### PROBLEM STATEMENT
How many lines of the entries below contain the string "records"? State the number alone.
BEGIN DATA IN THIS EXERCISE
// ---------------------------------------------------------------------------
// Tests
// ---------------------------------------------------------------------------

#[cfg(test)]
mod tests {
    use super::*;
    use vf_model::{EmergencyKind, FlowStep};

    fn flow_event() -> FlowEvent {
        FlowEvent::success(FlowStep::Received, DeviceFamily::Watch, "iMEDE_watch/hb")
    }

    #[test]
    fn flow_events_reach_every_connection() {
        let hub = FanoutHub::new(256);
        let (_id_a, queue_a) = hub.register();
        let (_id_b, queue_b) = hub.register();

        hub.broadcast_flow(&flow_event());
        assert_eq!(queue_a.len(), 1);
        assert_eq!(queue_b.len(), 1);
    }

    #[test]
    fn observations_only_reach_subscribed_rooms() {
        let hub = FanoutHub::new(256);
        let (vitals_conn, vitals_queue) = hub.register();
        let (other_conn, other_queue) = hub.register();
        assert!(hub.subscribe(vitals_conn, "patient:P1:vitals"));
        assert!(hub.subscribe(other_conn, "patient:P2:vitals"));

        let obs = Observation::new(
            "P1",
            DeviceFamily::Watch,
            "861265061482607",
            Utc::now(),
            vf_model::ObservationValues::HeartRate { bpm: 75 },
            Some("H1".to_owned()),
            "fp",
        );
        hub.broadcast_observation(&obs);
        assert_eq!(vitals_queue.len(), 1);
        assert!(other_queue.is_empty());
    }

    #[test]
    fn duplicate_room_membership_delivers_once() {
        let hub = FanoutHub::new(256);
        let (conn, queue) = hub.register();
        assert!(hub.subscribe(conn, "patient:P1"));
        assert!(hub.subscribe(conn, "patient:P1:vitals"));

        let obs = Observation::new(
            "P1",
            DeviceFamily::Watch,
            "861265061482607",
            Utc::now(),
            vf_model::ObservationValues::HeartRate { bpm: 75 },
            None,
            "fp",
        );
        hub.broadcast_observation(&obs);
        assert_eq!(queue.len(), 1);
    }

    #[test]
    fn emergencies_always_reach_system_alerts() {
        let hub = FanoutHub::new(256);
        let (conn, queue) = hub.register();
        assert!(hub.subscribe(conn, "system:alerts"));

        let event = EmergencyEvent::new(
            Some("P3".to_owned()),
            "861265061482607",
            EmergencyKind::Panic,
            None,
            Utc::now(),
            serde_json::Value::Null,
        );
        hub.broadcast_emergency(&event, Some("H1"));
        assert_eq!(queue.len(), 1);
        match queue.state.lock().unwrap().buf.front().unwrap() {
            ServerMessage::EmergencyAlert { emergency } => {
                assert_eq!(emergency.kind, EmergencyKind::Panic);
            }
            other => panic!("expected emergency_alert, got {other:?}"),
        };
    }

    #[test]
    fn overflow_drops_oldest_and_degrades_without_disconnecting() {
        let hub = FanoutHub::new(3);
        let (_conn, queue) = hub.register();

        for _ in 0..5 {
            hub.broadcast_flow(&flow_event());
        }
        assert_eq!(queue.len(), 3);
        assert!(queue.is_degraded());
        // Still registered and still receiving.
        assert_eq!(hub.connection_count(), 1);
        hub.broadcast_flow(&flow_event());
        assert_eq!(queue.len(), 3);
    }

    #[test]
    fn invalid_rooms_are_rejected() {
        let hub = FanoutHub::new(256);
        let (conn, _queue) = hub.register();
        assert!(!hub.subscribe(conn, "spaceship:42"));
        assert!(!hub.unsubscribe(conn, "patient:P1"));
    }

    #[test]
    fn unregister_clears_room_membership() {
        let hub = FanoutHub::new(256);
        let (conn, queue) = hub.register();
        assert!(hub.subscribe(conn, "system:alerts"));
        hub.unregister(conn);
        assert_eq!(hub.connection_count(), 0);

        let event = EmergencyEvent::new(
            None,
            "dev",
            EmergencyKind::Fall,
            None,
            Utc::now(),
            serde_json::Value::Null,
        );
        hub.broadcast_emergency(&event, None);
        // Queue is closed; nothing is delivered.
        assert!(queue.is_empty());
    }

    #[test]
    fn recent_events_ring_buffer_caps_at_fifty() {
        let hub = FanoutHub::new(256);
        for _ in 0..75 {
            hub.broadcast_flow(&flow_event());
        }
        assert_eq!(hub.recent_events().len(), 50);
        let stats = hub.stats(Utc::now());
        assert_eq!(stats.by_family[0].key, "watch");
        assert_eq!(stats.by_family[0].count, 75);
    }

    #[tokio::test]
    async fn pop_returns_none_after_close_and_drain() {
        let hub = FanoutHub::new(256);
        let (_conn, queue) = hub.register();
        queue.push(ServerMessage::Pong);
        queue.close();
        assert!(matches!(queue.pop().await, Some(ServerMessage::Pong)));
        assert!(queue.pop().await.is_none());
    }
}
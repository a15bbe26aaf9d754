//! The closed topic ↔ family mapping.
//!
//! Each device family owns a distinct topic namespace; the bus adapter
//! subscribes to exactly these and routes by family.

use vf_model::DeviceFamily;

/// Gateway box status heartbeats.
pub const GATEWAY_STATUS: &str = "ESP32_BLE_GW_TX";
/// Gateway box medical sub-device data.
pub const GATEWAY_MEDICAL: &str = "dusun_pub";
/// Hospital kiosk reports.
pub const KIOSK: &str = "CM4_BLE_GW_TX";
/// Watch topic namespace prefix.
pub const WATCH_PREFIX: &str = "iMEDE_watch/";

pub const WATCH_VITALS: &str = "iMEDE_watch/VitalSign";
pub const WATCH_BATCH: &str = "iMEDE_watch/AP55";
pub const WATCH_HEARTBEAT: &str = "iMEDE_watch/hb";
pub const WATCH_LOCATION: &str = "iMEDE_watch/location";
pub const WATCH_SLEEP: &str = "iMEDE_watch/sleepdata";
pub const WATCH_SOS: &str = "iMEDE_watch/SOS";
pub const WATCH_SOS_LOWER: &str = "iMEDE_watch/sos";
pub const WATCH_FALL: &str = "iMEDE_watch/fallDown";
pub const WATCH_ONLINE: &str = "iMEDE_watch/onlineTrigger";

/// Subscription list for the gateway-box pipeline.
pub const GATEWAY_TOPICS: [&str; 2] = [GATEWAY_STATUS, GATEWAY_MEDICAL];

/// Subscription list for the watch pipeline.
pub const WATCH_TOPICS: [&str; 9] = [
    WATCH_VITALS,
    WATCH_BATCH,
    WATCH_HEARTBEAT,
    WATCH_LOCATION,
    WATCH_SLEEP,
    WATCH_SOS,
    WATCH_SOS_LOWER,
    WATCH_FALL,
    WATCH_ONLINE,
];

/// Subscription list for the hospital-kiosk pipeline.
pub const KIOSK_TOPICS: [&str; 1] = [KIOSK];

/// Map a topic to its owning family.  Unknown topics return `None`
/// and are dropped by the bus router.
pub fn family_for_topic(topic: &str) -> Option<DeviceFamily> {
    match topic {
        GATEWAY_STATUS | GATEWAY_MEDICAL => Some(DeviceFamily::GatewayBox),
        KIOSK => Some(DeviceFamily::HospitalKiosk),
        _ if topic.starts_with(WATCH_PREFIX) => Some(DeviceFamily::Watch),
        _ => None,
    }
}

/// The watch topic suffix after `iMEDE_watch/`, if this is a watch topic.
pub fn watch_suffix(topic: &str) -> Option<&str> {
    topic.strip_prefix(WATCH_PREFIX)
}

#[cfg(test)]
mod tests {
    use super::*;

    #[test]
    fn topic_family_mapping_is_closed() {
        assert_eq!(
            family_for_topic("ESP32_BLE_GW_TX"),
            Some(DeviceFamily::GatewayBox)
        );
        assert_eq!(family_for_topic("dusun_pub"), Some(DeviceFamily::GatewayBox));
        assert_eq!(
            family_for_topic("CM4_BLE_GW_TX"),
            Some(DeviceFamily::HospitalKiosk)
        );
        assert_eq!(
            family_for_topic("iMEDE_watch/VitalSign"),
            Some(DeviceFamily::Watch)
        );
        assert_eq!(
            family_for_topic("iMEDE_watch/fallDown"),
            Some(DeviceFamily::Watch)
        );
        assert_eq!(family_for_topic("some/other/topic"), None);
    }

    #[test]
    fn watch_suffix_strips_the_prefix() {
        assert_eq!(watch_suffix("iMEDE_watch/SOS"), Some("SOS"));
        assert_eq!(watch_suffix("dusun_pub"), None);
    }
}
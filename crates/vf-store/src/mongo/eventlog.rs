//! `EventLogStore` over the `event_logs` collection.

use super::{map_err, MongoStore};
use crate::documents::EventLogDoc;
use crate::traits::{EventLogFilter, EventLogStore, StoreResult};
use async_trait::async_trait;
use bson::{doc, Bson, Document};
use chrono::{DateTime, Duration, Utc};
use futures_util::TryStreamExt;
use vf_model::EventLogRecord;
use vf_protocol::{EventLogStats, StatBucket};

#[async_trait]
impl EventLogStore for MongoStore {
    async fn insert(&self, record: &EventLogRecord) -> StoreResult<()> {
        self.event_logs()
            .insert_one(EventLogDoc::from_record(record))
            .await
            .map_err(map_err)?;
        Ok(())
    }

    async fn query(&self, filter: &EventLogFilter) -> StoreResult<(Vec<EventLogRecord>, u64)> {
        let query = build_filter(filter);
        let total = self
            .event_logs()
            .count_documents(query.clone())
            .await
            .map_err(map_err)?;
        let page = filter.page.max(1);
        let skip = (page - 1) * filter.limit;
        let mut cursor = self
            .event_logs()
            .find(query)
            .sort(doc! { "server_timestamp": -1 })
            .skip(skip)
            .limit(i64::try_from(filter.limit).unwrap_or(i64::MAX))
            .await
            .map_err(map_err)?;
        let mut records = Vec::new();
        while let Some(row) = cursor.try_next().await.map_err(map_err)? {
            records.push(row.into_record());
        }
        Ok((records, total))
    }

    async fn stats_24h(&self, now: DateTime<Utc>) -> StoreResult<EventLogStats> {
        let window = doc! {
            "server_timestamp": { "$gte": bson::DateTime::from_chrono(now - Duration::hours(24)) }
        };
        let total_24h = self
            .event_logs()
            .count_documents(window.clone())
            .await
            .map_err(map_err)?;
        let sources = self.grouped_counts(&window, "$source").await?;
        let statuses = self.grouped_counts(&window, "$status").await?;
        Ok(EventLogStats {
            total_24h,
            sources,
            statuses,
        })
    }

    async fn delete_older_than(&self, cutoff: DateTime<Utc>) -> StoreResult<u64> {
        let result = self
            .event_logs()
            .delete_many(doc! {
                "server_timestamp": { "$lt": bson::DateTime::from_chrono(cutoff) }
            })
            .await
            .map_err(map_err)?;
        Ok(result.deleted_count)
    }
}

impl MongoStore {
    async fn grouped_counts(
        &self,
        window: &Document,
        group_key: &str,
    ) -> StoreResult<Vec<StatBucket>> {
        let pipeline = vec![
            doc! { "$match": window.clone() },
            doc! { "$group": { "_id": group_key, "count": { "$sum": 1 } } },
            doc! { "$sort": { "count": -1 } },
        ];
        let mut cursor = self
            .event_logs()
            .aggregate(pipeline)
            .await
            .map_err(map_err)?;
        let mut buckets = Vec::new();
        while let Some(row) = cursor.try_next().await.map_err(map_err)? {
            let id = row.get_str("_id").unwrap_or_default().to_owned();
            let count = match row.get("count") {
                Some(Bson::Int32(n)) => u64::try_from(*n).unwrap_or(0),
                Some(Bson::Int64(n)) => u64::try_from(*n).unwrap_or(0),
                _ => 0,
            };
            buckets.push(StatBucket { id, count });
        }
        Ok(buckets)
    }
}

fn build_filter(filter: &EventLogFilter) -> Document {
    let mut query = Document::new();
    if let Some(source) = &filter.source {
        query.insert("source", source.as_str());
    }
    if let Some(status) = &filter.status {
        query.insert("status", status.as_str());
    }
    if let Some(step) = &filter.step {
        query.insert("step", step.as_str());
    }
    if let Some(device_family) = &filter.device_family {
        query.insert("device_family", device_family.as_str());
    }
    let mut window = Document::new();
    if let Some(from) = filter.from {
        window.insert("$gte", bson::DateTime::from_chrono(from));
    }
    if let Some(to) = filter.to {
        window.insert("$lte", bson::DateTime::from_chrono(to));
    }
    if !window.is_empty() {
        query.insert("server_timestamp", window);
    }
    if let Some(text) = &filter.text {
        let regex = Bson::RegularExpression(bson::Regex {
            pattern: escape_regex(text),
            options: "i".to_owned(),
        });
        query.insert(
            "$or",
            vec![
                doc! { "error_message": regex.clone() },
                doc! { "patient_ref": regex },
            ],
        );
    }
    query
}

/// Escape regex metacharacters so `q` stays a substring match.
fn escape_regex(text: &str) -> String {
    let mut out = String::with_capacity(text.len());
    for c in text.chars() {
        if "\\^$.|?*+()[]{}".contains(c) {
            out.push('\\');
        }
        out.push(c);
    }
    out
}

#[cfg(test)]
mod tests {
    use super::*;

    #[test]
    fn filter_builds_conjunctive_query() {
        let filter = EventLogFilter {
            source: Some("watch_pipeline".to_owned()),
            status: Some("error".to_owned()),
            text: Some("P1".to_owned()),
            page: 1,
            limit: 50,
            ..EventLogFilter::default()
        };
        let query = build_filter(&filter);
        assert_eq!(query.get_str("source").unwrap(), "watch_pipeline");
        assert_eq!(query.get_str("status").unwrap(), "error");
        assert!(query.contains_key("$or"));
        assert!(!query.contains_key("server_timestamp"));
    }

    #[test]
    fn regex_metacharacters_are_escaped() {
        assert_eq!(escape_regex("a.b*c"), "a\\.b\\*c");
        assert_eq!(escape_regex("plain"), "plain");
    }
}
END DATA IN THIS EXERCISE
### OUTPUT
3